Il ya des jours où on se sent tout petit… Tout, tout petit, face à la centaine de policiers armés jusqu’aux dents et aux pelleteuses qui ont débarqué il y a quelques jours dans le quartier de Santa Filomena, à Amadora, près de Lisbonne. Tout, tout petit, face à la machine de guerre administrative qui a décidé de raser ce quartier, sans proposer d’alternative ni de solution de relogement viable à de nombreuses familles en situation déjà précaire. On peut dire que pour une première expérience de terrain, c’est à la fois une catastrophe et une réussite.

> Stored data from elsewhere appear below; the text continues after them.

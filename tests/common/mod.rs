//! Common test utilities shared across integration tests.

#![allow(dead_code)]

use async_trait::async_trait;
use deferq::{Event, EventBus, EventHandler, JobId, JobRecord, JobRequest, JobState, JobStore};
use std::sync::Arc;
use std::time::Duration;
use tokio::sync::Mutex;

/// Event handler that records every event it sees.
pub struct RecordingHandler {
    events: Mutex<Vec<Event>>,
}

impl RecordingHandler {
    pub fn new() -> Arc<Self> {
        Arc::new(Self {
            events: Mutex::new(Vec::new()),
        })
    }

    /// Create an event bus with this handler registered.
    pub async fn bus(self: &Arc<Self>) -> EventBus {
        let bus = EventBus::new();
        bus.register(self.clone()).await;
        bus
    }

    pub async fn events(&self) -> Vec<Event> {
        self.events.lock().await.clone()
    }

    pub async fn count(&self, predicate: impl Fn(&Event) -> bool) -> usize {
        self.events.lock().await.iter().filter(|e| predicate(e)).count()
    }
}

#[async_trait]
impl EventHandler for RecordingHandler {
    async fn handle(&self, event: &Event) {
        self.events.lock().await.push(event.clone());
    }
}

/// A one-shot request with no options.
pub fn request(job_type: &str) -> JobRequest {
    JobRequest::builder(job_type).build().unwrap()
}

/// Wait for a job to reach an expected state, polling the store.
///
/// # Panics
///
/// Panics if the timeout is reached before the job reaches the state.
pub async fn wait_for_state(
    store: &JobStore,
    id: &JobId,
    expected: JobState,
    timeout: Duration,
) -> JobRecord {
    let start = tokio::time::Instant::now();
    loop {
        let record = store.get(id).await.unwrap().unwrap();
        if record.state == expected {
            return record;
        }
        if start.elapsed() > timeout {
            panic!(
                "Timeout waiting for job {} to reach {}, current state: {}",
                id, expected, record.state
            );
        }
        tokio::time::sleep(Duration::from_millis(10)).await;
    }
}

Démolition à Santa Filomena, 26.07.2012. Photo de Alessandra Pollini.

 

C’était un jeudi matin, jeudi 26 juillet pour être exacte, peu avant 8 heures du matin. Ca faisait déjà plusieurs jours que j’arrivais sur place aux aurores « au cas où ». A force d’attendre les pelleteuses en vain, j’avais fini par me dire que peut-être qu’elles ne viendraient pas, malgré ce qu’en disait les zumzuns (les rumeurs, les mots qui courent dans le quartier). Mais le zumzum se trompe rarement, et j’avais à peine fini mon café qu’on était littéralement encerclés, que les routes menant au quartier étaient barrées, que les ruelles de Santa Filomena grouillaient d’agents de police oscillant entre le mépris, la moquerie, l’intimidation et la provocation.

 

Qu’est-ce qu’on fait quand le chef de la police refuse de regarder nos papiers du tribunal sensés garantir la suspension des démolitions ? Quand on n’est qu’une poignée de militants et que l’avocat du collectif est sur répondeur ? Quand le responsable de nos dossiers, au tribunal, est malade justement aujourd’hui ? Quand on appelle la presse et la télévision mais que le cordon de police refuse de laisser entrer les journalistes dans le quartier ? Quand les policiers empêchent les habitants de la première maison qui sera démolie d’entrer pour superviser l’évacuation de leurs affaires ?

 

On voit s’écrouler des foyers, on voit les assistantes sociales séparer les mères des enfants, on voit le chef de la police rire au nez d’une femme qui crie son désespoir, on voit venir gros commes les ruines d’une maison le moment où ça va dégénérer. On voit le regard éteint de certains agents mais aussi le plaisir que d’autres prennent à être plus que zélés. On voit dans leurs yeux qu’ils n’attendent qu’une chose : qu’on fasse un pas de plus pour charger, toutes matraques dehors.

 

Comme si ça ne suffisait pas que des familles perdent leur toit, que des hommes, des femmes, des enfants, des handicapés, des personnes âgées, des êtres humains qui luttent et qui n’ont droit à rien, perdent la seule chose qu’on les avait laissé construire dans ce pays où ils avaient placé leur espoir d’une vie meilleure… Comme si ça ne suffisait pas que le travail acharné de ces dernières semaines (pour moi), de ces dernières années (pour eux), s’écroule sous les coups des marteaux et des pelleteuses, il a fallu regarder, impuissants, et encaisser les humiliations.

 

« Bom dia ! Tudo bem ? » (Bonjour ! Tout va comme vous voulez ?) nous lance un policier tout sourire le deuxième matin de démolitions. Mais nous aussi on sait jouer à ça ! Nous, militants, habitants, habitants-militants, entre les tas de gravas, entre les démarches juridiques et les réunions avec des organes de l’administration, on trouve le temps de papoter, histoire de garder notre sens de l’humour. On prend le temps de boire un café ou de partager une cachupa, de se sourire un peu, parce qu’on n’est pas nombreux mais ensemble on est plus forts. On rêve ensemble de retaper le gros container au centre du quartier pour en faire une salle de musique, on se raconte nos contrées d’origine comme autant de cartes postales, on se fait des blagues en portugais, en français et en créole pendant que je laisse la petite Celise, 5 ans, me peindre les ongles en rose parce que là, à cet instant, c’est ce qu’il y a de plus important. On sait que pas à pas, on progresse, on fait pression, on avance. Et on grandit, en entendant l’homme qui vient de perdre sa maison nous reprendre parce qu’on a les larmes aux yeux : « Oh, ça sert à rien de se lamenter… »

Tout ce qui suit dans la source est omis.